Rz. 52

Kurzarbeit entlastet den Arbeitgeber von Lohnkosten und ist gemäß § 96 Abs. 1 Nr. 2 SGB III dazu da, bei einem erheblichen Arbeitsausfall, der u.a. vorübergehend ist, dem Arbeitgeber die Möglichkeit zu geben, die Arbeitnehmer gerade nicht zu entlassen, sondern das Arbeitsverhältnis bestehen zu lassen. Die Beteiligung der Bundesagentur für Arbeit soll auch das Interesse der Allgemeinheit wiederspiegeln, lieber präventiv ein bestehendes Arbeitsverhältnis mit dem langfristigen Ziel zu unterstützen, dass es erhalten bleibt, als darauf zu warten, dass ohne diese Unterstützung mit an Sicherheit grenzender Wahrscheinlichkeit der Arbeitgeber Kündigungen ausspricht.
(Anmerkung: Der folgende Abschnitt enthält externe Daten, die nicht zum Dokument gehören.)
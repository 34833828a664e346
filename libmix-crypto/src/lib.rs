//! # libmix-crypto
//!
//! Cryptographic primitives of the Type III (Mixminion-style) remailer
//! packet format.
//!
//! ## Overview
//!
//! Everything a client needs to build, peel and decode Type III packets,
//! without any networking: the packet digest, the keystream generator, the
//! wide-block cipher that wraps headers and payloads, the erasure code that
//! spreads long messages over several packets, payload compression and the
//! RSA operations on packet keys.
//!
//! ## Core Components
//!
//! - **[`hash`]** - SHA-1 digests, labelled sub-keys, HMAC and MD5 helpers
//! - **[`prng`]** - AES-128-CTR keystream generator and stream cipher
//! - **[`sprp`]** - LIONESS super-pseudorandom permutation
//! - **[`fec`]** - Systematic Vandermonde erasure code over GF(2^8)
//! - **[`compress`]** - zlib compression at level 9
//! - **[`pk`]** - RSA-OAEP sealing and PKCS#1 v1.5 signatures
//! - **[`random`]** - OS randomness
//!
//! ## Key Derivation
//!
//! ```text
//! hash(x)            = SHA-1(x)                  # 20 bytes
//! sub_key(s, label)  = hash(s | label)[0..16]    # AES-128 key
//! PRNG(k, len)       = AES-128-CTR(k, counter=0) # deterministic
//! SPRP(K, block)     = LIONESS(K, block)         # |K| = 20
//! ```
//!
//! ## Quick Start
//!
//! ### Wrapping a payload
//!
//! ```rust
//! use libmix_crypto::prelude::*;
//!
//! let secret = [7u8; 16];
//! let key = hash_concat(&[&secret, b"PAYLOAD ENCRYPT"]);
//! let payload = vec![0u8; 28672];
//!
//! let wrapped = sprp_encrypt(&key, &payload).unwrap();
//! assert_eq!(sprp_decrypt(&key, &wrapped).unwrap(), payload);
//! ```
//!
//! ### Erasure coding
//!
//! ```rust
//! use libmix_crypto::fec::FecCode;
//!
//! let code = FecCode::new(2, 3).unwrap();
//! let source: [&[u8]; 2] = [b"left", b"rght"];
//! let repair = code.encode(&source, 2).unwrap();
//!
//! let rebuilt = code.decode(&[&repair, b"rght"], &[2, 1]).unwrap();
//! assert_eq!(rebuilt[0], b"left");
//! ```
//!
//! ## Security Considerations
//!
//! SHA-1, MD5 and TLS 1.0 constructions are kept for wire compatibility with
//! deployed Type III relays, not for their strength.
//!
//! - Constant-time comparisons for digests and MACs (using `subtle` crate)
//! - Secret key schedules wiped on drop (using `zeroize` crate)
//!
//! ## License
//!
//! MIT OR Apache-2.0

#![warn(missing_docs)]
#![warn(rust_2018_idioms)]
#![deny(unsafe_code)]

// Re-export commonly used items at crate root
pub use compress::{compress, decompress, CompressError, ZLIB_MAGIC};
pub use fec::{FecCode, FecError};
pub use hash::{
    digest_eq, hash, hash_concat, hmac_md5, hmac_sha1, md5_concat, sub_key, Digest20,
    HASH_LEN, KEY_LEN, MD5_LEN,
};
pub use pk::{PkError, PrivateKey, PublicKey, OAEP_LABEL, PK_ENC_LEN, PK_MAX_DATA, PK_OVERHEAD};
pub use prng::{apply_keystream, create_prng, encrypt};
pub use random::{fill_random, random_bytes, random_vec, RandomError};
pub use sprp::{sprp_decrypt, sprp_encrypt, Lioness, SprpError, SPRP_KEY_LEN};

/// SHA-1 digests and key derivation
pub mod hash;

/// AES-CTR keystream generator
pub mod prng;

/// LIONESS wide-block cipher
pub mod sprp;

/// Vandermonde erasure code
pub mod fec;

/// zlib payload compression
pub mod compress;

/// RSA packet keys and signatures
pub mod pk;

/// Cryptographically secure random number generation
pub mod random;

/// Version information
pub const VERSION: &str = env!("CARGO_PKG_VERSION");

/// Library name
pub const NAME: &str = "libmix-crypto";

/// Prelude module for convenient imports
pub mod prelude {
    //! Convenient imports for common use cases
    //!
    //! ```rust
    //! use libmix_crypto::prelude::*;
    //! ```

    pub use crate::hash::{hash, hash_concat, sub_key, Digest20, HASH_LEN, KEY_LEN};
    pub use crate::prng::{create_prng, encrypt};
    pub use crate::sprp::{sprp_decrypt, sprp_encrypt, SPRP_KEY_LEN};
    pub use crate::fec::FecCode;
    pub use crate::pk::{PrivateKey, PublicKey};
    pub use crate::random::{random_bytes, random_vec};
}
Aus diesem Grund ist die Kurzarbeit das mildere Mittel zu einer Beendigungskündigung bei vorübergehendem Arbeitsausfall.

 

Rz. 53

Da die betriebsbedingte Kündigung einen dauerhaften Wegfall der Beschäftigungsmöglichkeit verlangt, indiziert an sich bereits der vorübergehende Arbeitsausfall, dass aufgrund dieses Sachverhalts keine Beendigungskündigung gerechtfertigt sein kann.[80]

 

Rz. 54

Der Arbeitgeber hat bei einem vorübergehenden Arbeitsausfall zur Vermeidung einer Beendigungskündigung als milderes Mittel in jedem Fall vorher die Kurzarbeit einzuführen.[81] Dem BAG ist nicht zu folgen, wenn es die Feststellung, ob eine Beendigungskündigung durch die Einführung von Kurzarbeit hätte vermieden werden können, davon abhängig macht, dass der Betriebsrat von seinem Initiativrecht gemäß § 87 Abs. 1 Nr. 3 BetrVG zur Einführung von Kurzarbeit Gebrauch gemacht hat.[82] Vielmehr hat der Arbeitgeber bei voraussichtlich nur vorübergehendem Arbeitsausfall den Betriebsrat aufzufordern, Kurzarbeit zu vereinbaren und diese notfalls auch in der Einigungsstelle durchzusetzen.[83]

Ist die Kurzarbeit eingeführt, so kann die betriebsbedingte Beendigungskündigung nur gerechtfertigt sein, wenn selbst dann noch ein Arbeitskräfteüberhang besteht.[84] Ein dauerhafter Entfall von Beschäftigungsbedarf kann aufgrund weiterer, später eingetretener Umstände vorliegen. Dies setzt voraus, dass der Arbeitgeber die Möglichkeiten zur Reduzierung der geschuldeten Arbeitszeit, die ihm die Regelungen der Kurzarbeit bieten, in vollem Umfang ausgeschöpft hat.[85] Dies hat er in einem Kündigungsschutzverfahren auch darzulegen und zu beweisen.

[80] Vgl. BAG v. 23.2.2012 – 2 AZR 548/10, NZA 2012, 852; KR/Griebeling/Rachor, § 1 KSchG Rn 569.
[81] Zutreffend HK-ArbR/Schubert, § 1 KSchG Rn 404.
[82] Vgl. BAG v. 4.3.1986 – 1 ABR 15/84, NZA 1986, 432; ebenso HWK/Quecke, § 1 KSchG Rn 272.
[83] A.A. HWK/Quecke, § 1 KSchG Rn 272, SPV/Preis, Rn 1005.
[84] Vgl. BAG v. 23.2.2012 – 2 AZR 548/10, NZA 2012, 852; BAG v. 8.11.2007 – 2AZR 418/06, AP KSchG 1969 § 1 Betriebsbedingte Kündigung Nr. 172.